Data excerpts
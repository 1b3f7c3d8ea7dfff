// Copyright 2025 the Sapling Authors
// SPDX-License-Identifier: Apache-2.0 OR MIT

//! Tap gestures: one or more quick press/release pairs.

use crate::recognizer::Claim;
use crate::{
    Gesture, GestureConfig, GestureState, GestureTargets, GestureUpdate, PointerEvent,
    PrimitiveGestureTypes, Recognizer, TargetKey, Updates,
};

/// Recognizes `count` taps in quick succession.
///
/// Each press must be released within
/// [`GestureConfig::maximum_tap_duration`], and each further press must follow
/// the previous release within [`GestureConfig::maximum_tap_interval`].
#[derive(Clone, Copy, Debug, PartialEq, Eq)]
pub struct TapGesture {
    /// Number of taps required.
    pub count: u32,
}

impl TapGesture {
    /// A gesture that needs `count` taps; zero is treated as one.
    #[must_use]
    pub const fn new(count: u32) -> Self {
        Self {
            count: if count == 0 { 1 } else { count },
        }
    }
}

impl Default for TapGesture {
    fn default() -> Self {
        Self::new(1)
    }
}

impl Gesture for TapGesture {
    type Value = ();
    type Recognizer<K: TargetKey> = TapRecognizer<K>;

    fn make_recognizer<K: TargetKey>(&self, target: K, config: &GestureConfig) -> TapRecognizer<K> {
        TapRecognizer {
            claim: Claim::new(target, config),
            required: self.count,
            taps: 0,
            pressed_at: 0.0,
            released_at: None,
            maximum_interval: config.maximum_tap_interval,
            maximum_duration: config.maximum_tap_duration,
        }
    }
}

/// Recognizer for [`TapGesture`].
#[derive(Clone, Debug)]
pub struct TapRecognizer<K> {
    claim: Claim<K>,
    required: u32,
    taps: u32,
    pressed_at: f64,
    released_at: Option<f64>,
    maximum_interval: f64,
    maximum_duration: f64,
}

impl<K: TargetKey> TapRecognizer<K> {
    /// Taps counted so far.
    #[must_use]
    pub fn taps(&self) -> u32 {
        self.taps
    }
}

impl<K: TargetKey> Recognizer<K> for TapRecognizer<K> {
    type Value = ();

    fn gesture_type(&self) -> PrimitiveGestureTypes {
        PrimitiveGestureTypes::TAP
    }

    fn state(&self) -> GestureState {
        self.claim.state
    }

    fn is_valid(&self, targets: &dyn GestureTargets<K>) -> bool {
        self.claim.is_valid(PrimitiveGestureTypes::TAP, targets)
    }

    fn set_type_filter(&mut self, filter: PrimitiveGestureTypes) -> PrimitiveGestureTypes {
        self.claim.filter(filter, PrimitiveGestureTypes::TAP)
    }

    fn began(&mut self, _: &dyn GestureTargets<K>, event: &PointerEvent) -> Updates<()> {
        if self.claim.can_claim(event) {
            self.claim.claim(event);
            self.taps = 0;
            self.pressed_at = event.timestamp;
            self.released_at = None;
        } else if self.claim.owns(event) {
            let since_release = self
                .released_at
                .map_or(0.0, |released| event.timestamp - released);
            if since_release > self.maximum_interval {
                self.claim.finish(GestureState::Failed);
            } else {
                self.pressed_at = event.timestamp;
                self.claim.state = GestureState::Processing;
            }
        }
        Updates::new()
    }

    fn moved(&mut self, _: &dyn GestureTargets<K>, event: &PointerEvent) -> Updates<()> {
        if self.claim.owns(event) && event.timestamp - self.pressed_at > self.maximum_duration {
            self.claim.finish(GestureState::Failed);
        }
        Updates::new()
    }

    fn ended(&mut self, _: &dyn GestureTargets<K>, event: &PointerEvent) -> Updates<()> {
        let mut updates = Updates::new();
        if !self.claim.owns(event) {
            return updates;
        }
        if event.timestamp - self.pressed_at > self.maximum_duration {
            self.claim.finish(GestureState::Failed);
            return updates;
        }
        self.taps += 1;
        self.released_at = Some(event.timestamp);
        if self.taps >= self.required {
            self.claim.finish(GestureState::Done);
            updates.push(GestureUpdate::Ended(()));
        }
        updates
    }

    fn cancelled(&mut self, _: &dyn GestureTargets<K>, event: &PointerEvent) -> Updates<()> {
        if self.claim.owns(event) {
            self.claim.finish(GestureState::Cancelled);
        }
        Updates::new()
    }

    fn tick(&mut self, _: &dyn GestureTargets<K>, now: f64) -> Updates<()> {
        // A multi-tap waiting for its next press gives up once the interval lapses.
        if let Some(released) = self.released_at
            && self.claim.state == GestureState::Processing
            && now - released > self.maximum_interval
        {
            self.claim.finish(GestureState::Failed);
        }
        Updates::new()
    }

    fn reset(&mut self) {
        self.claim.reset();
        self.taps = 0;
        self.released_at = None;
    }
}

#[cfg(test)]
mod tests {
    use super::*;
    use hashbrown::HashMap;
    use kurbo::{Point, Rect};

    fn targets() -> HashMap<u8, Rect> {
        let mut targets = HashMap::new();
        targets.insert(0, Rect::new(0.0, 0.0, 100.0, 100.0));
        targets
    }

    fn recognizer(count: u32) -> TapRecognizer<u8> {
        TapGesture::new(count).make_recognizer(0, &GestureConfig::default())
    }

    const P: Point = Point::new(5.0, 5.0);

    #[test]
    fn single_tap() {
        let t = targets();
        let mut r = recognizer(1);
        assert!(r.began(&t, &PointerEvent::down(P, 0.0)).is_empty());
        assert_eq!(r.state(), GestureState::Processing);
        let updates = r.ended(&t, &PointerEvent::up(P, 0.1));
        assert_eq!(updates.as_slice(), &[GestureUpdate::Ended(())]);
        assert_eq!(r.state(), GestureState::Done);
    }

    #[test]
    fn held_too_long_fails() {
        let t = targets();
        let mut r = recognizer(1);
        r.began(&t, &PointerEvent::down(P, 0.0));
        assert!(r.ended(&t, &PointerEvent::up(P, 1.5)).is_empty());
        assert_eq!(r.state(), GestureState::Failed);
    }

    #[test]
    fn slow_move_fails() {
        let t = targets();
        let mut r = recognizer(1);
        r.began(&t, &PointerEvent::down(P, 0.0));
        r.moved(&t, &PointerEvent::moved(P, 0.5));
        assert_eq!(r.state(), GestureState::Processing);
        r.moved(&t, &PointerEvent::moved(P, 1.2));
        assert_eq!(r.state(), GestureState::Failed);
    }

    #[test]
    fn double_tap() {
        let t = targets();
        let mut r = recognizer(2);
        r.began(&t, &PointerEvent::down(P, 0.0));
        assert!(r.ended(&t, &PointerEvent::up(P, 0.1)).is_empty());
        assert_eq!(r.state(), GestureState::Processing);
        assert_eq!(r.taps(), 1);
        r.began(&t, &PointerEvent::down(P, 0.3));
        let updates = r.ended(&t, &PointerEvent::up(P, 0.4));
        assert_eq!(updates.len(), 1);
        assert_eq!(r.state(), GestureState::Done);
    }

    #[test]
    fn double_tap_with_long_gap_fails() {
        let t = targets();
        let mut r = recognizer(2);
        r.began(&t, &PointerEvent::down(P, 0.0));
        r.ended(&t, &PointerEvent::up(P, 0.1));
        r.began(&t, &PointerEvent::down(P, 0.9));
        assert_eq!(r.state(), GestureState::Failed);
    }

    #[test]
    fn tick_expires_pending_multi_tap() {
        let t = targets();
        let mut r = recognizer(2);
        r.began(&t, &PointerEvent::down(P, 0.0));
        r.ended(&t, &PointerEvent::up(P, 0.1));
        r.tick(&t, 0.4);
        assert_eq!(r.state(), GestureState::Processing);
        r.tick(&t, 0.7);
        assert_eq!(r.state(), GestureState::Failed);
    }

    #[test]
    fn other_button_is_ignored() {
        let t = targets();
        let mut r = recognizer(1);
        r.began(&t, &PointerEvent::down(P, 0.0).with_button(2));
        assert_eq!(r.state(), GestureState::Ready);
    }

    #[test]
    fn reset_returns_to_ready() {
        let t = targets();
        let mut r = recognizer(1);
        r.began(&t, &PointerEvent::down(P, 0.0));
        r.cancelled(&t, &PointerEvent::cancel(P, 0.1));
        assert_eq!(r.state(), GestureState::Cancelled);
        r.reset();
        assert_eq!(r.state(), GestureState::Ready);
        assert_eq!(r.taps(), 0);
    }
}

What to work on
Once you find the line with "updates.push(GestureUpdate::Ended(()));" in the entries above, output it and each line after it up to and including the line with "fn tick(&mut self, _: &dyn", and nothing else.

Answer to this exercise
            updates.push(GestureUpdate::Ended(()));
        }
        updates
    }

    fn cancelled(&mut self, _: &dyn GestureTargets<K>, event: &PointerEvent) -> Updates<()> {
        if self.claim.owns(event) {
            self.claim.finish(GestureState::Cancelled);
        }
        Updates::new()
    }

    fn tick(&mut self, _: &dyn GestureTargets<K>, now: f64) -> Updates<()> {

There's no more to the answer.